EDITORIAL

La epidemia que lleva décadas en el Istmo

Mucho tiempo antes de que el coronavirus azotara a la región centroamericana, con su cauda de sufrimiento, muertes, precariedad económica e impacto en los indicadores de desarrollo humano, esta ya era asolada por un síndrome, altamente dañino, de perniciosos efectos sociales y cuantiosas pérdidas nacionales, contagiado por individuos inescrupulosos que se insertan en organismos públicos con el único fin de enriquecerse ilícitamente y beneficiar a sus allegados, con los cuales llegan a crear verdaderas gavillas. Utilizan mecanismos en apariencia legales, pero fundamentalmente retorcidos e infames, para intentar que el expolio transcurra de forma asintomática.

Como si fuese una prefiguración del coronavirus, los indicios de esta infección son variables. Los mecanismos de saqueo se han disimulado de distintas maneras: concesiones de obra pública bajo pago de sobornos, sobrecostos de proyectos, malversación de fondos, otorgamiento de contratos a empresas de familiares o socios, cobro de comisiones por gestiones furtivas, pago por bienes y servicios que nunca se proveyeron y la lista continúa.
Los pueblos centroamericanos padecen a diario los graves síntomas de tan vil enfermedad, que se ha ido haciendo crónica, al no contar con un sistema de salud bien equipado, al tener un sistema educativo desvalijado y caduco, al tener tantas carreteras destruidas o jamás construidas -pero sí pagadas-, al persistir los indignantes indicadores de desnutrición crónica y aguda, al convertirse territorios completos en tierra de nadie o más bien en tierra de quienes compran la aquiescencia de autoridades venales.
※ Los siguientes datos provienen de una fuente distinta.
//! # HTTP Engine
//!
//! The cloud half of the core: a localhost file server streamed through an
//! external tunnel on the sending side, and a resilient resumable
//! downloader on the receiving side.
//!
//! - [`server::HttpFileServer`] — listing, range-capable streaming, an
//!   on-the-fly ZIP of the whole set, and per-file hash endpoints. Every
//!   streamed byte is reported to the shared
//!   [`TransferMonitor`](crate::monitor::TransferMonitor).
//! - [`downloader::HttpDownloader`] — listing fetch, ranged resume with
//!   retry and back-off, and post-download SHA-256 verification against
//!   the server's hash endpoint.

pub mod downloader;
pub mod server;

pub use downloader::{DownloadProgress, HttpDownloader};
pub use server::HttpFileServer;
La captura, el lunes último, de dos hijos del expresidente panameño Ricardo Martinelli en el aeropuerto La Aurora, pone de relieve esta dolosa realidad. Están señalados de haber lavado alrededor de US28 millones, producto de un soborno de la compañía brasileña Odebrecht a cambio de la concesión de obras, una práctica que también tiene su versión guatemalteca y cuyos responsables, entre exfuncionarios, exlegisladores y diputados actuales, aún no están todos encausados. Para más agravante, los Martinelli, solicitados en extradición por EE. UU., viajaban con pasaporte del improductivo Parlamento Centroamericano.

La corrupción no tiene signo político. El exmandatario salvadoreño Mauricio Funes, del izquierdista FMLN, habría enviado durante su Gobierno fondos malhabidos a Guatemala, en donde habría contado con los servicios de un operador de lavado del extinto Partido Patriota para manejar hasta US$100 millones. Funes está libre porque el gobernante nicaragüense Daniel Ortega le otorgó asilo y además la nacionalidad, al igual que a otros señalados de corrupción, entre los cuales han figurado también guatemaltecos prófugos.

En este momento, Guatemala, además de la batalla contra el covid-19 -librada con heroísmo y limitados recursos por el personal hospitalario-, vive un momento delicado de su historia institucional debido al entrampamiento que se vive en la elección de magistrados de Corte Suprema de Justicia y salas de Apelaciones, la cual debe ser agilizada por el Congreso de la República. Un mejor sistema de instituciones de justicia sin intromisiones políticas o ideológicas constituye la mejor garantía para disuadir y sancionar casos de corrupción, con estricto apego al Derecho.